### Aim of the exercise
Tell how many lines of the entries below include the string "went". Respond with the number alone.

### Records for the task
----------
// Copyright 2025 eraflo
//
// Licensed under the Apache License, Version 2.0 (the "License");
// you may not use this file except in compliance with the License.
// You may obtain a copy of the License at
//
//     http://www.apache.org/licenses/LICENSE-2.0
//
// Unless required by applicable law or agreed to in writing, software
// distributed under the License is distributed on an "AS IS" BASIS,
// WITHOUT WARRANTIES OR CONDITIONS OF ANY KIND, either express or implied.
// See the License for the specific language governing permissions and
// limitations under the License.

//! Periodic task execution.
//!
//! [`WorkerScheduler`] drives the governor in production: one timer thread
//! keeps a deadline heap and hands due tasks to a small pool of worker
//! threads over a `crossbeam-channel`. [`ManualScheduler`] runs the same
//! tasks inline against a [`ManualClock`] so tests control time.
//!
//! A periodic task never overlaps with itself. When a tick comes due while
//! the previous run is still going, the tick is skipped.

use crate::error::{GovernorError, GovernorResult};
use crossbeam_channel::{Receiver, Sender};
use modgov_core::{ManualClock, TaskFn, TaskId, TaskScheduler};
use std::cmp::Reverse;
use std::collections::{BTreeMap, BinaryHeap, HashMap};
use std::panic::{self, AssertUnwindSafe};
use std::sync::atomic::{AtomicBool, Ordering};
use std::sync::{Arc, Condvar, Mutex, PoisonError};
use std::thread::{self, JoinHandle};
use std::time::{Duration, Instant};

const MIN_PERIOD: Duration = Duration::from_millis(1);

struct PeriodicTask {
    name: String,
    period: Duration,
    task: TaskFn,
    running: AtomicBool,
}

#[derive(Default)]
struct TimerState {
    queue: BinaryHeap<Reverse<(Instant, u64)>>,
    tasks: HashMap<u64, Arc<PeriodicTask>>,
    next_id: u64,
    shutdown: bool,
}

#[derive(Default)]
struct Shared {
    state: Mutex<TimerState>,
    wake: Condvar,
    /// Jobs handed to the pool and not yet finished.
    in_flight: Mutex<usize>,
    idle: Condvar,
}

/// Thread-pool backed [`TaskScheduler`].
pub struct WorkerScheduler {
    shared: Arc<Shared>,
    threads: Mutex<Vec<JoinHandle<()>>>,
}

impl WorkerScheduler {
    /// Spawns the timer thread and `workers` worker threads (at least one).
    pub fn new(workers: usize) -> GovernorResult<Self> {
        let (job_tx, job_rx) = crossbeam_channel::unbounded::<Arc<PeriodicTask>>();
        let shared = Arc::new(Shared::default());
        let workers = workers.max(1);
        let mut threads = Vec::with_capacity(workers + 1);

        for index in 0..workers {
            let rx = job_rx.clone();
            let shared = Arc::clone(&shared);
            let handle = thread::Builder::new()
                .name(format!("modgov-worker-{index}"))
                .spawn(move || worker_loop(&shared, &rx))
                .map_err(GovernorError::Spawn)?;
            threads.push(handle);
        }

        let timer_shared = Arc::clone(&shared);
        let timer = thread::Builder::new()
            .name("modgov-timer".into())
            .spawn(move || timer_loop(&timer_shared, &job_tx))
            .map_err(GovernorError::Spawn)?;
        threads.push(timer);

        log::debug!("Scheduler: started with {workers} worker(s).");
        Ok(Self {
            shared,
            threads: Mutex::new(threads),
        })
    }

    /// Number of scheduled (not cancelled) tasks.
    pub fn task_count(&self) -> usize {
        self.shared
            .state
            .lock()
            .unwrap_or_else(PoisonError::into_inner)
            .tasks
            .len()
    }

    /// Stops scheduling and waits up to `timeout` for running tasks.
    ///
    /// Threads are joined when the pool went idle in time and detached
    /// otherwise. Returns `true` if the pool went idle.
    pub fn shutdown(&self, timeout: Duration) -> bool {
        self.signal_shutdown();
        let idle = self.quiesce(timeout);
        let handles = std::mem::take(&mut *self.threads.lock().unwrap_or_else(PoisonError::into_inner));
        if idle {
            for handle in handles {
                if handle.join().is_err() {
                    log::warn!("Scheduler: a thread exited with a panic.");
                }
            }
        } else {
            log::warn!(
                "Scheduler: {} thread(s) still busy after {timeout:?}, detaching.",
                handles.len()
            );
        }
        idle
    }

    fn signal_shutdown(&self) {
        let mut state = self.shared.state.lock().unwrap_or_else(PoisonError::into_inner);
        state.shutdown = true;
        state.tasks.clear();
        state.queue.clear();
        self.shared.wake.notify_all();
    }
}

impl TaskScheduler for WorkerScheduler {
    fn schedule_periodic(
        &self,
        name: &str,
        initial_delay: Duration,
        period: Duration,
        task: TaskFn,
    ) -> TaskId {
        let mut state = self.shared.state.lock().unwrap_or_else(PoisonError::into_inner);
        let id = state.next_id;
        state.next_id += 1;
        if state.shutdown {
            log::warn!("Scheduler: '{name}' not scheduled, scheduler is shut down.");
            return TaskId(id);
        }

        state.tasks.insert(
            id,
            Arc::new(PeriodicTask {
                name: name.to_owned(),
                period: period.max(MIN_PERIOD),
                task,
                running: AtomicBool::new(false),
            }),
        );
        state
            .queue
            .push(Reverse((Instant::now() + initial_delay, id)));
        self.shared.wake.notify_all();
        log::debug!("Scheduler: '{name}' scheduled every {period:?} as {}.", TaskId(id));
        TaskId(id)
    }

    fn cancel(&self, id: TaskId) -> bool {
        // The heap entry is discarded lazily by the timer thread.
        self.shared
            .state
            .lock()
            .unwrap_or_else(PoisonError::into_inner)
            .tasks
            .remove(&id.0)
            .is_some()
    }

    fn quiesce(&self, timeout: Duration) -> bool {
        let deadline = Instant::now() + timeout;
        let mut in_flight = self
            .shared
            .in_flight
            .lock()
            .unwrap_or_else(PoisonError::into_inner);
        while *in_flight > 0 {
            let now = Instant::now();
            if now >= deadline {
                return false;
            }
            in_flight = self
                .shared
                .idle
                .wait_timeout(in_flight, deadline - now)
                .unwrap_or_else(PoisonError::into_inner)
                .0;
        }
        true
    }
}

impl Drop for WorkerScheduler {
    fn drop(&mut self) {
        self.signal_shutdown();
    }
}

fn timer_loop(shared: &Shared, jobs: &Sender<Arc<PeriodicTask>>) {
    let mut state = shared.state.lock().unwrap_or_else(PoisonError::into_inner);
    while !state.shutdown {
        let now = Instant::now();
        let Some(Reverse((due, id))) = state.queue.peek().copied() else {
            state = shared.wake.wait(state).unwrap_or_else(PoisonError::into_inner);
            continue;
        };
        if due > now {
            state = shared
                .wake
                .wait_timeout(state, due - now)
                .unwrap_or_else(PoisonError::into_inner)
                .0;
            continue;
        }

        state.queue.pop();
        let Some(task) = state.tasks.get(&id).cloned() else {
            continue;
        };
        let next = (due + task.period).max(now + MIN_PERIOD);
        state.queue.push(Reverse((next, id)));

        if task.running.swap(true, Ordering::AcqRel) {
            log::trace!("Scheduler: '{}' still running, tick skipped.", task.name);
            continue;
        }
        *shared.in_flight.lock().unwrap_or_else(PoisonError::into_inner) += 1;
        if let Err(rejected) = jobs.send(task) {
            rejected.0.running.store(false, Ordering::Release);
            finish_job(shared);
            break;
        }
    }
    log::debug!("Scheduler: timer thread stopped.");
}

fn worker_loop(shared: &Shared, jobs: &Receiver<Arc<PeriodicTask>>) {
    while let Ok(job) = jobs.recv() {
        let started = Instant::now();
        if panic::catch_unwind(AssertUnwindSafe(|| (job.task)())).is_err() {
            log::error!("Scheduler: task '{}' panicked.", job.name);
        }
        log::trace!("Scheduler: '{}' ran in {:?}.", job.name, started.elapsed());
        job.running.store(false, Ordering::Release);
        finish_job(shared);
    }
}

fn finish_job(shared: &Shared) {
    let mut in_flight = shared.in_flight.lock().unwrap_or_else(PoisonError::into_inner);
    *in_flight = in_flight.saturating_sub(1);
    if *in_flight == 0 {
        shared.idle.notify_all();
    }
}

struct ManualTask {
    name: String,
    next_due: Duration,
    period: Duration,
    task: TaskFn,
}

#[derive(Default)]
struct ManualState {
    tasks: BTreeMap<u64, ManualTask>,
    next_id: u64,
}

/// Deterministic [`TaskScheduler`] for tests.
///
/// Nothing runs until [`advance`](Self::advance) is called; due tasks then
/// run inline on the caller's thread, in due order, with the clock stepped to
/// each due time first.
pub struct ManualScheduler {
    clock: ManualClock,
    state: Mutex<ManualState>,
}

impl ManualScheduler {
    /// Creates a scheduler driving `clock`.
    pub fn new(clock: ManualClock) -> Self {
        Self {
            clock,
            state: Mutex::new(ManualState::default()),
        }
    }

    /// The clock this scheduler advances.
    pub fn clock(&self) -> &ManualClock {
        &self.clock
    }

    /// Number of scheduled tasks.
    pub fn task_count(&self) -> usize {
        self.state
            .lock()
            .unwrap_or_else(PoisonError::into_inner)
            .tasks
            .len()
    }

    /// Moves time forward by `by`, running every task that comes due.
    /// Returns the number of runs.
    pub fn advance(&self, by: Duration) -> usize {
        let target = self.clock.elapsed() + by;
        let mut runs = 0;
        loop {
            let due = {
                let mut state = self.state.lock().unwrap_or_else(PoisonError::into_inner);
                let next = state
                    .tasks
                    .iter_mut()
                    .filter(|(_, t)| t.next_due <= target)
                    .min_by_key(|(id, t)| (t.next_due, **id));
                next.map(|(_, t)| {
                    let at = t.next_due;
                    t.next_due += t.period;
                    (at, t.name.clone(), Arc::clone(&t.task))
                })
            };
            let Some((at, name, task)) = due else { break };

            let now = self.clock.elapsed();
            if at > now {
                self.clock.advance(at - now);
            }
            log::trace!("ManualScheduler: running '{name}' at {at:?}.");
            task();
            runs += 1;
        }

        let now = self.clock.elapsed();
        if target > now {
            self.clock.advance(target - now);
        }
        runs
    }
}

impl TaskScheduler for ManualScheduler {
    fn schedule_periodic(
        &self,
        name: &str,
        initial_delay: Duration,
        period: Duration,
        task: TaskFn,
    ) -> TaskId {
        let mut state = self.state.lock().unwrap_or_else(PoisonError::into_inner);
        let id = state.next_id;
        state.next_id += 1;
        state.tasks.insert(
            id,
            ManualTask {
                name: name.to_owned(),
                next_due: self.clock.elapsed() + initial_delay,
                period: period.max(MIN_PERIOD),
                task,
            },
        );
        TaskId(id)
    }

    fn cancel(&self, id: TaskId) -> bool {
        self.state
            .lock()
            .unwrap_or_else(PoisonError::into_inner)
            .tasks
            .remove(&id.0)
            .is_some()
    }

    fn quiesce(&self, _timeout: Duration) -> bool {
        true
    }
}
impl fmt::Display for HealingActionType {
    fn fmt(&self, f: &mut fmt::Formatter<'_>) -> fmt::Result {
        let label = match self {
            HealingActionType::ResetModule => "RESET_MODULE",
            HealingActionType::RestartModule => "RESTART_MODULE",
            HealingActionType::ClearCaches => "CLEAR_CACHES",
            HealingActionType::OptimizeConfiguration => "OPTIMIZE_CONFIGURATION",
            HealingActionType::ThrottleResources => "THROTTLE_RESOURCES",
            HealingActionType::LogOnly => "LOG_ONLY",
        };
        f.write_str(label)
    }
}

/// A remediation attempt.
#[derive(Debug, Clone, Serialize)]
pub struct HealingAction {
    /// Unique id.
    pub id: Uuid,
    /// Target module.
    pub module_id: ModuleId,
    /// What was done.
    pub action_type: HealingActionType,
    /// Human-readable summary.
    pub description: String,
    /// The issue that triggered it.
    pub related_issue: HealthIssueType,
    /// `true` once the executor succeeded.
    pub executed: bool,
    /// When execution finished.
    #[serde(skip)]
    pub executed_at: Option<Instant>,
    /// Executor failure, if any.
    pub error: Option<String>,
}

/// Carries out healing actions.
pub trait ActionExecutor: Send + Sync {
    /// Executes `action` on `module` in response to `issue`.
    fn execute(
        &self,
        module: &ModuleId,
        action: HealingActionType,
        issue: &HealthIssue,
    ) -> anyhow::Result<()>;
}

/// Executor backed by the module registry, the config store, the trained
/// optimization models and the balancer's command queue.
pub struct RegistryActionExecutor {
    registry: Arc<dyn ModuleRegistry>,
    config_store: Arc<dyn ConfigStore>,
    models: Arc<ModelStore>,
    load: Arc<LoadTracker>,
    balancer: Sender<BalancerCommand>,
}

impl RegistryActionExecutor {
    /// Wires the executor to its collaborators.
    pub fn new(
        registry: Arc<dyn ModuleRegistry>,
        config_store: Arc<dyn ConfigStore>,
        models: Arc<ModelStore>,
        load: Arc<LoadTracker>,
        balancer: Sender<BalancerCommand>,
    ) -> Self {
        Self {
            registry,
            config_store,
            models,
            load,
            balancer,
        }
    }

    fn optimize(&self, module: &ModuleId) -> anyhow::Result<()> {
        let current = self
            .config_store
            .current_config(module)
            .with_context(|| format!("reading configuration of '{module}'"))?;
        let diff = self
            .models
            .optimized_config(module, &current, self.load.get())
            .ok_or_else(|| anyhow!("no trained optimization model for '{module}'"))?;
        if diff.is_empty() {
            log::info!("SelfHealing: configuration of '{module}' already optimal.");
            return Ok(());
        }
        self.config_store
            .apply(module, &diff)
            .with_context(|| format!("applying {} to '{module}'", describe(&diff)))
    }
}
----------
### Reply to the exercise
2